[MATERIALS PROVIDED Boundary: Start]
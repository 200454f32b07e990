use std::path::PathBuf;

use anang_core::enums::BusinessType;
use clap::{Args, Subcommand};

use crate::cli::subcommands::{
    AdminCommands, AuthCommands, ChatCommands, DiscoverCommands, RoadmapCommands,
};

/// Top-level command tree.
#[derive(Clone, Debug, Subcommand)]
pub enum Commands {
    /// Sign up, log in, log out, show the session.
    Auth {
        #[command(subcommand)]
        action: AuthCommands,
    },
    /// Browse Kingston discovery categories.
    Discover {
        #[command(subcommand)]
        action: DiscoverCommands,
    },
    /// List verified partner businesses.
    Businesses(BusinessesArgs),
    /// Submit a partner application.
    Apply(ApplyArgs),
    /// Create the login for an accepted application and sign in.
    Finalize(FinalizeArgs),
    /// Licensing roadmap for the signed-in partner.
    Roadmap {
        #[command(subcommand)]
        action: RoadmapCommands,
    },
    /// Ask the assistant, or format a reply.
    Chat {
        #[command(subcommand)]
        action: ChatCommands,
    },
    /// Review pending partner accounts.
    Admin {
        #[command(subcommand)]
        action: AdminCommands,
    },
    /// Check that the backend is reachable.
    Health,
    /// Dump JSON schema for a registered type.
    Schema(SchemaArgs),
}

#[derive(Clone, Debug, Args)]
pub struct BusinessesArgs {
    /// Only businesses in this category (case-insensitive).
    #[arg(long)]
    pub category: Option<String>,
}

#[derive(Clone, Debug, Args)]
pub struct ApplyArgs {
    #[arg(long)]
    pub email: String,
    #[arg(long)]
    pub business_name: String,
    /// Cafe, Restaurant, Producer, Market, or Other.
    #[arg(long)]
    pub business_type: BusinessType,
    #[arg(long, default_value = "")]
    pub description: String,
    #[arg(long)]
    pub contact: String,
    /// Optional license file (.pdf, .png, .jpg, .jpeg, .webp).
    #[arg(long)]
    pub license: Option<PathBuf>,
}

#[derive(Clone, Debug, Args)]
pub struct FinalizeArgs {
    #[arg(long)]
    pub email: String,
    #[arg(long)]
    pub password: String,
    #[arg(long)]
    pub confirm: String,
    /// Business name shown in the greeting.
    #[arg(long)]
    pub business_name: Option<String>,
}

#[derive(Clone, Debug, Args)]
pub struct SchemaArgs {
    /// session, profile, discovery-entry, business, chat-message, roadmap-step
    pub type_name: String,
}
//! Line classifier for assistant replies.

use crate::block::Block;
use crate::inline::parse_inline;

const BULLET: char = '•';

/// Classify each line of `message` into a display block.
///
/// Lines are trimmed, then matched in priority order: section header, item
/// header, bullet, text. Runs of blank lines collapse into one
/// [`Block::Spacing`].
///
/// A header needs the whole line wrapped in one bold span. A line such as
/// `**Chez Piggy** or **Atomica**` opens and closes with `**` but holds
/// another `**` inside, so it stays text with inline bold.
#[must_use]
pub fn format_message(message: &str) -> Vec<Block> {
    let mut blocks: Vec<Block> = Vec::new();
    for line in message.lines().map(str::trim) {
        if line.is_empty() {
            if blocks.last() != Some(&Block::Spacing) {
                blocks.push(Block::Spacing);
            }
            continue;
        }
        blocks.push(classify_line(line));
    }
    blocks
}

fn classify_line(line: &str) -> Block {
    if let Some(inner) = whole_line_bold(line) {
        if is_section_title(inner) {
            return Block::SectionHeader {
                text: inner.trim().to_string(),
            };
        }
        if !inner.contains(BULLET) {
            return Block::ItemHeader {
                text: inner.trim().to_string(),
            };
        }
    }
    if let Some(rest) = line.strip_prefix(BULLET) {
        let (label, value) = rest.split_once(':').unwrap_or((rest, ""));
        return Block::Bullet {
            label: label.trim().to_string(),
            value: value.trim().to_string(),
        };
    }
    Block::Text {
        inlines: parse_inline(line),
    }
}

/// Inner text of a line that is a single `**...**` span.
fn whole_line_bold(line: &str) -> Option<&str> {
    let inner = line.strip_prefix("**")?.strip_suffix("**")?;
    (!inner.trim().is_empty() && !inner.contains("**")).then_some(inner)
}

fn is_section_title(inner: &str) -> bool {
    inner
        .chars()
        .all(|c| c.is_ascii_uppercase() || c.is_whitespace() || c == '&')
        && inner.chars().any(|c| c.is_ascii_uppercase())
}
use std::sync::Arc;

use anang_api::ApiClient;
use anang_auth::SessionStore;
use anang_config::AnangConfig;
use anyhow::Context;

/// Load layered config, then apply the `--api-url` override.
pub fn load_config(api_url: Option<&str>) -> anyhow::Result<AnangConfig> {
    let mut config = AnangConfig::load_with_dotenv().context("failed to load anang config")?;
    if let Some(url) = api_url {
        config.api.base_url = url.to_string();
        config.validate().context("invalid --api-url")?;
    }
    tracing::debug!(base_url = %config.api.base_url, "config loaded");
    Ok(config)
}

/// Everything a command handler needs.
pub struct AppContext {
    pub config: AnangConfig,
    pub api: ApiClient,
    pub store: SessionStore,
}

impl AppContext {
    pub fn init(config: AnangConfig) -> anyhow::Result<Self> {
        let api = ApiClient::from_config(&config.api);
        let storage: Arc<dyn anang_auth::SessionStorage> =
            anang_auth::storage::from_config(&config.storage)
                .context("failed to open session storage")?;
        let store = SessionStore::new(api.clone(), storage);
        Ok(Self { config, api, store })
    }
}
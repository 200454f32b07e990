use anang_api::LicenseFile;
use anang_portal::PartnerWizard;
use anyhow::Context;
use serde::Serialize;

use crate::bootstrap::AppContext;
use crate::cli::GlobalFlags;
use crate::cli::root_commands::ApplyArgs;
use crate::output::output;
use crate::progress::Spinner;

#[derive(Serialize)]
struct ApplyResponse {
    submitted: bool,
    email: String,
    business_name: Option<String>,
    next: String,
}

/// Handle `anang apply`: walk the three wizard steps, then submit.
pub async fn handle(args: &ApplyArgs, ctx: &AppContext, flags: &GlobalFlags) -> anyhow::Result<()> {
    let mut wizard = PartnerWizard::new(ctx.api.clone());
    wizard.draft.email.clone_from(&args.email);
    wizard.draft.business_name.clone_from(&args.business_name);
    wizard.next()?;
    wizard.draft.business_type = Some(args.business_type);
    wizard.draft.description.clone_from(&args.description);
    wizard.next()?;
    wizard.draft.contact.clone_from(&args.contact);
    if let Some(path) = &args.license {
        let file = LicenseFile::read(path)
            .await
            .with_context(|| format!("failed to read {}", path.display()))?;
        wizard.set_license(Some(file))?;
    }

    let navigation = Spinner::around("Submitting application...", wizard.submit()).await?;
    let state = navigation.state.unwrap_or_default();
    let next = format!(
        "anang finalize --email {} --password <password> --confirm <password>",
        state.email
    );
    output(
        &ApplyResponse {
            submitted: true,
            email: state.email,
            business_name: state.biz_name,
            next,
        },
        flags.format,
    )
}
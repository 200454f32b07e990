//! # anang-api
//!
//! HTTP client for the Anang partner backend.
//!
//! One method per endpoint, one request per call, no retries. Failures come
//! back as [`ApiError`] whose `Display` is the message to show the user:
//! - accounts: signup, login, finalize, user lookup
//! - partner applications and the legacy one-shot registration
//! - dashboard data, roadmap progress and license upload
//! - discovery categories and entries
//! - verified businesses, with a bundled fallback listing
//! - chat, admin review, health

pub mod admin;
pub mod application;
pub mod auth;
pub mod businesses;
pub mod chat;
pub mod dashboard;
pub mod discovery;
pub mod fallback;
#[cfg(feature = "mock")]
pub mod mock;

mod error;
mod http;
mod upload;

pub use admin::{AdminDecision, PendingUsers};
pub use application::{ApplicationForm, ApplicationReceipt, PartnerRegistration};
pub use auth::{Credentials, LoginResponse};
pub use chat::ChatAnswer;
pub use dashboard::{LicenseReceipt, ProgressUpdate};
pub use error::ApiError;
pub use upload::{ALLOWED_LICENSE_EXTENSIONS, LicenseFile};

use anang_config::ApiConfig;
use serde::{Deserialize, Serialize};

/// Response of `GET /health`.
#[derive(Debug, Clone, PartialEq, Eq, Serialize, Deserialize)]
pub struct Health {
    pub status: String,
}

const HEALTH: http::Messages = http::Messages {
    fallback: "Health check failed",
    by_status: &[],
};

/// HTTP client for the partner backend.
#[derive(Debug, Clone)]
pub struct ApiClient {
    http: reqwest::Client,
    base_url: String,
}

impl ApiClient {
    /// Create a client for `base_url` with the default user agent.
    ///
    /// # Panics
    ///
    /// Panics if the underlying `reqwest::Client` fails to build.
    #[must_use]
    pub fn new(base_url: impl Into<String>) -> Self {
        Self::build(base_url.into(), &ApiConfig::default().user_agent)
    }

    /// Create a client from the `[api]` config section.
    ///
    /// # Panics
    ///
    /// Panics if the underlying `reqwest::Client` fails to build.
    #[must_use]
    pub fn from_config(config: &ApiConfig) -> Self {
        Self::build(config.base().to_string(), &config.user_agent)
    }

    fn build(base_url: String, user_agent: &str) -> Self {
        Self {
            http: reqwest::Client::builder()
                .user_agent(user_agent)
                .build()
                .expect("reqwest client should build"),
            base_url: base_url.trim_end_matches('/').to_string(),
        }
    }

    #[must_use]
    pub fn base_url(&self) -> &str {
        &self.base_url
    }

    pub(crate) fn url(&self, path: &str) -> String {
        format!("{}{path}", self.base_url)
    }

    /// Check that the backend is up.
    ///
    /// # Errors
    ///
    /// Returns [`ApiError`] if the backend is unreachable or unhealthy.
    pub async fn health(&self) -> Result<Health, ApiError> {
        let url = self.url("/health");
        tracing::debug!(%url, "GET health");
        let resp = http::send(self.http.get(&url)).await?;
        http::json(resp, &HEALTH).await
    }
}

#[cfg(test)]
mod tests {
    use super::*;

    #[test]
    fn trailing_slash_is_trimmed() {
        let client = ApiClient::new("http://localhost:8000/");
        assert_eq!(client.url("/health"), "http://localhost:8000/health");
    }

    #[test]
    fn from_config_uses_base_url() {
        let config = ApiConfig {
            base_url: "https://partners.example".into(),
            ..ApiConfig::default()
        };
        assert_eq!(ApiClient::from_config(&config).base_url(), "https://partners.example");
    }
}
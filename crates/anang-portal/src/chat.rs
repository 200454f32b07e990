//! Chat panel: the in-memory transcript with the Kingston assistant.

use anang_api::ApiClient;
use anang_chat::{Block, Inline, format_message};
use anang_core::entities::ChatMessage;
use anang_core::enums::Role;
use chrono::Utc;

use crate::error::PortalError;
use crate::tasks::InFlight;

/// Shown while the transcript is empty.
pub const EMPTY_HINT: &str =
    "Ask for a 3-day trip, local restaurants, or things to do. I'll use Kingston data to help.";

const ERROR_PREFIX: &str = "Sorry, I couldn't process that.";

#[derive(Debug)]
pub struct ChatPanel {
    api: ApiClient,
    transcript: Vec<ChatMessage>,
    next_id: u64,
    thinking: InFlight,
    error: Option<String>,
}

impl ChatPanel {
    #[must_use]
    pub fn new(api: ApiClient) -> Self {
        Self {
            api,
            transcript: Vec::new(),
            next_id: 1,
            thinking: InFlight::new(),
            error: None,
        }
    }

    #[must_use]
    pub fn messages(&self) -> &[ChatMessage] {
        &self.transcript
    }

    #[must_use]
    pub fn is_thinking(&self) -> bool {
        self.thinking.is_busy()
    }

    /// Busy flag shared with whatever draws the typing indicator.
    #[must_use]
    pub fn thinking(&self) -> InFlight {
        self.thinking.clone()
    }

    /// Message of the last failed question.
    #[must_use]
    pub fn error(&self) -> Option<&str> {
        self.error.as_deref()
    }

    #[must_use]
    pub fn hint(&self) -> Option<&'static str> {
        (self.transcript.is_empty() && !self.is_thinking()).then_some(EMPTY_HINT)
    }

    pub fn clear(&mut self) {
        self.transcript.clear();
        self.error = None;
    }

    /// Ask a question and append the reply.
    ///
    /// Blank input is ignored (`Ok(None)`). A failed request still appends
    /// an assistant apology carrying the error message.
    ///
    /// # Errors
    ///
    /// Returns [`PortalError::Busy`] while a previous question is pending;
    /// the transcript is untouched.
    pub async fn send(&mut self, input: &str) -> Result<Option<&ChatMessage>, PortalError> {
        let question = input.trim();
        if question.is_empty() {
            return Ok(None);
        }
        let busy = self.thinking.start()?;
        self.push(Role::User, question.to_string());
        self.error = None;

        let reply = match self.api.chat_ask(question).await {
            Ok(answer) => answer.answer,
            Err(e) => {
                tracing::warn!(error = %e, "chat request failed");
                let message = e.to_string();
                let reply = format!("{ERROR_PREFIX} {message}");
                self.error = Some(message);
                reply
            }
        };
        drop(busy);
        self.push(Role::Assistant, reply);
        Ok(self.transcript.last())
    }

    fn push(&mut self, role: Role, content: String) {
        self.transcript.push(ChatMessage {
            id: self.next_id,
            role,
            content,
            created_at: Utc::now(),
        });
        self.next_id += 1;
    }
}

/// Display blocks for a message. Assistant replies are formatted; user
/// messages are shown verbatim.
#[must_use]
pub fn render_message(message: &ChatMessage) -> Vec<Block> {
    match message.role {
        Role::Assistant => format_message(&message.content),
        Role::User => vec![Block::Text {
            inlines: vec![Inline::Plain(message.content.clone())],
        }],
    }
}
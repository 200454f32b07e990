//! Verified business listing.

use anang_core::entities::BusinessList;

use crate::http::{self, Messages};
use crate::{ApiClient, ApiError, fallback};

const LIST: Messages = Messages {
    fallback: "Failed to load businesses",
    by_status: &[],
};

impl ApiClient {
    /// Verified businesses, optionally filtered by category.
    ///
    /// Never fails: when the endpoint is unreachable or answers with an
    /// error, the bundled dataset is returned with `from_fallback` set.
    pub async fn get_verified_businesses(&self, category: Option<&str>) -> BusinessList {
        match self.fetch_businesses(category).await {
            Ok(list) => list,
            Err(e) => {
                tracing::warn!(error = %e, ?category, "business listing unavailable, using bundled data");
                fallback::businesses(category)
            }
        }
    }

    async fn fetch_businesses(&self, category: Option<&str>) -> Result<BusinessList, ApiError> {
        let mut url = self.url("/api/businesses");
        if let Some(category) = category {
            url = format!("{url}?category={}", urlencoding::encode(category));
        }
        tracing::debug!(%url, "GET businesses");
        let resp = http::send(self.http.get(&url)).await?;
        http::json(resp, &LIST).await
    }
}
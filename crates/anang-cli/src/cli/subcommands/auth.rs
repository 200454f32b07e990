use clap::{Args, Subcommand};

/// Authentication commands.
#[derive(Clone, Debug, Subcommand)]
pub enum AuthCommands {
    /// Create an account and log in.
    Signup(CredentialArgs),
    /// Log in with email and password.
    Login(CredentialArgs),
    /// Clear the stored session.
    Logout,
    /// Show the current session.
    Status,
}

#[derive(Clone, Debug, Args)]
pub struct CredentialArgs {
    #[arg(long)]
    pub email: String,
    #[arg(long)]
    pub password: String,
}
[MATERIALS PROVIDED Boundary: End]
» **WORK REQUEST**: Within the listing above, the range opens at the line with "categories and entries" and closes at the line with "pub use error::ApiError;". Reproduce exactly the lines of that range, including both ends.

» **ANSWER TO THIS TASK**:
//! - discovery categories and entries
//! - verified businesses, with a bundled fallback listing
//! - chat, admin review, health

pub mod admin;
pub mod application;
pub mod auth;
pub mod businesses;
pub mod chat;
pub mod dashboard;
pub mod discovery;
pub mod fallback;
#[cfg(feature = "mock")]
pub mod mock;

mod error;
mod http;
mod upload;

pub use admin::{AdminDecision, PendingUsers};
pub use application::{ApplicationForm, ApplicationReceipt, PartnerRegistration};
pub use auth::{Credentials, LoginResponse};
pub use chat::ChatAnswer;
pub use dashboard::{LicenseReceipt, ProgressUpdate};
pub use error::ApiError;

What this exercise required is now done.